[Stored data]
pub mod configuration;
pub mod domain;
pub mod routes;
pub mod services;
pub mod startup;
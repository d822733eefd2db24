use std::net::TcpListener;

use actix_web::web;
use anyhow::Context;
use env_logger::Env;
use prospect::{
    configuration::get_configuration,
    services::{DashboardState, LeadGenerator},
    startup::run,
};

#[tokio::main]
async fn main() -> anyhow::Result<()> {
    env_logger::Builder::from_env(Env::default().default_filter_or("info")).init();

    let configuration = get_configuration().context("Failed to read configuration.")?;

    let mut generator = LeadGenerator::new();
    let leads = generator.generate(configuration.sample_data.initial_count);
    log::info!("Seeded dashboard with {} sample leads", leads.len());

    let state = web::Data::new(DashboardState::new(leads));

    let address = format!(
        "{}:{}",
        configuration.application.host, configuration.application.port
    );
    let listener =
        TcpListener::bind(&address).with_context(|| format!("Failed to bind {}", address))?;

    run(listener, state)?.await.context("Server crashed")
}
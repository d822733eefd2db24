pub mod dashboard_route;
pub mod default_route;
pub mod lead_route;
use actix_web::{get, HttpResponse, Responder};

#[get("/")]
async fn default() -> impl Responder {
    HttpResponse::Ok().body("prospect is up, go find some leads!")
}
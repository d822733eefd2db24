use std::net::TcpListener;

use actix_web::{
    dev::Server,
    middleware::Logger,
    web::{self, Data},
    App, HttpServer,
};

use crate::{
    routes::{dashboard_route, default_route, lead_route},
    services::DashboardState,
};

pub fn run(listener: TcpListener, state: Data<DashboardState>) -> Result<Server, std::io::Error> {
    let server = HttpServer::new(move || {
        App::new()
            .wrap(Logger::default())
            .service(default_route::default)
            .service(
                web::scope("/lead")
                    .service(lead_route::get_leads)
                    .service(lead_route::generate_leads)
                    .service(lead_route::export_leads)
                    .service(lead_route::lead_stats)
                    .service(lead_route::toggle_select)
                    .service(lead_route::select_all)
                    .service(lead_route::clear_selection),
            )
            .service(web::scope("/app").service(dashboard_route::dashboard))
            .app_data(state.clone())
    })
    .listen(listener)?
    .run();

    Ok(server)
}
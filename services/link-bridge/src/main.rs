//! Link Bridge
//!
//! Single-binary service that hosts account-linking flows for a device shell:
//! 1. Loads the session API and flow settings
//! 2. Exposes the flow API the shell's web view wrapper drives
//! 3. Runs each flow against the session API and reports its one result

mod bridge;
mod config;
mod error;
mod metrics;
mod surface;

use anyhow::{Context, Result};
use axum::Router;
use axum::extract::State;
use axum::response::IntoResponse;
use axum::routing::get;
use std::sync::Arc;
use std::time::Duration;
use tokio::net::TcpListener;
use tracing::{error, info};
use tracing_subscriber::EnvFilter;
use tracing_subscriber::{layer::SubscriberExt, util::SubscriberInitExt};

use connections_api::ApiClient;
use metrics_exporter_prometheus::PrometheusHandle;

use crate::bridge::{BridgeState, build_bridge_router};
use crate::config::Config;

/// Shared state for the service-level routes
#[derive(Clone)]
struct AppState {
    bridge: BridgeState,
    prometheus: PrometheusHandle,
}

/// Build the axum router with all routes and shared state.
///
/// Applies a concurrency limit layer based on `max_connections`.
fn build_router(state: AppState, max_connections: usize) -> Router {
    let bridge = build_bridge_router(state.bridge.clone());
    Router::new()
        .route("/health", get(health_handler))
        .route("/metrics", get(metrics_handler))
        .with_state(state)
        .merge(bridge)
        .layer(tower::limit::ConcurrencyLimitLayer::new(max_connections))
}

#[tokio::main]
async fn main() -> Result<()> {
    // Initialize tracing with JSON output and LOG_LEVEL / RUST_LOG support
    tracing_subscriber::registry()
        .with(
            EnvFilter::try_from_env("LOG_LEVEL")
                .or_else(|_| EnvFilter::try_from_default_env())
                .unwrap_or_else(|_| EnvFilter::new("info")),
        )
        .with(tracing_subscriber::fmt::layer().json())
        .init();

    info!("starting link-bridge");

    // Install Prometheus metrics recorder before any metrics are emitted
    let prometheus_handle = metrics::install_recorder()?;

    // CLI: simple --config flag parsing
    let args: Vec<String> = std::env::args().collect();
    let cli_config_path = args
        .iter()
        .position(|a| a == "--config")
        .and_then(|i| args.get(i + 1))
        .map(|s| s.as_str());

    let config_path = Config::resolve_path(cli_config_path);
    info!(path = %config_path.display(), "loading configuration");

    let config = Config::load(&config_path)
        .with_context(|| format!("failed to load config from {}", config_path.display()))?;

    info!(
        listen_addr = %config.bridge.listen_addr,
        base_url = %config.api.base_url,
        return_scheme = config.flow.return_url.scheme(),
        max_accounts = config.flow.max_accounts,
        "configuration loaded"
    );

    let publishable_key = config
        .api
        .publishable_key
        .clone()
        .context("publishable key missing after config load")?;

    let http = reqwest::Client::builder()
        .timeout(Duration::from_secs(config.api.timeout_secs))
        .build()
        .context("failed to build HTTP client")?;

    let api = ApiClient::new(publishable_key)
        .with_base_url(config.api.base_url.clone())
        .with_http_client(http);

    let app_state = AppState {
        bridge: BridgeState::new(Arc::new(api), config.flow_config()),
        prometheus: prometheus_handle,
    };

    let app = build_router(app_state, config.bridge.max_connections);

    let listen_addr = config.bridge.listen_addr;
    let listener = TcpListener::bind(listen_addr)
        .await
        .with_context(|| format!("failed to bind to {listen_addr}"))?;

    info!(addr = %listen_addr, "accepting requests");

    axum::serve(listener, app)
        .with_graceful_shutdown(shutdown_signal())
        .await
        .context("server error")?;

    info!("shutdown complete");
    Ok(())
}

/// Health endpoint: liveness plus whether a flow is running.
async fn health_handler(State(state): State<AppState>) -> impl IntoResponse {
    let flow_active = state.bridge.flow_active().await;
    let body = serde_json::json!({
        "status": "healthy",
        "flow_active": flow_active,
    });

    (
        axum::http::StatusCode::OK,
        [(axum::http::header::CONTENT_TYPE, "application/json")],
        body.to_string(),
    )
}

/// Prometheus metrics endpoint: returns metrics in text exposition format.
async fn metrics_handler(State(state): State<AppState>) -> impl IntoResponse {
    (
        axum::http::StatusCode::OK,
        [(
            axum::http::header::CONTENT_TYPE,
            "text/plain; version=0.0.4; charset=utf-8",
        )],
        state.prometheus.render(),
    )
}

/// Wait for SIGTERM or SIGINT for graceful shutdown.
async fn shutdown_signal() {
    let ctrl_c = async {
        if let Err(e) = tokio::signal::ctrl_c().await {
            error!(error = %e, "failed to install Ctrl+C handler");
            std::future::pending::<()>().await;
        }
    };

    #[cfg(unix)]
    let terminate = async {
        match tokio::signal::unix::signal(tokio::signal::unix::SignalKind::terminate()) {
            Ok(mut signal) => {
                signal.recv().await;
            }
            Err(e) => {
                error!(error = %e, "failed to install SIGTERM handler");
                std::future::pending::<()>().await;
            }
        }
    };

    #[cfg(not(unix))]
    let terminate = std::future::pending::<()>();

    tokio::select! {
        _ = ctrl_c => info!("received SIGINT, shutting down"),
        _ = terminate => info!("received SIGTERM, shutting down"),
    }
}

Task to carry out: For the word "TcpListener", go through the records and show each line that carries it.

Result of the task:
use std::net::TcpListener;
        TcpListener::bind(&address).with_context(|| format!("Failed to bind {}", address))?;
use std::net::TcpListener;
pub fn run(listener: TcpListener, state: Data<DashboardState>) -> Result<Server, std::io::Error> {
use tokio::net::TcpListener;
    let listener = TcpListener::bind(listen_addr)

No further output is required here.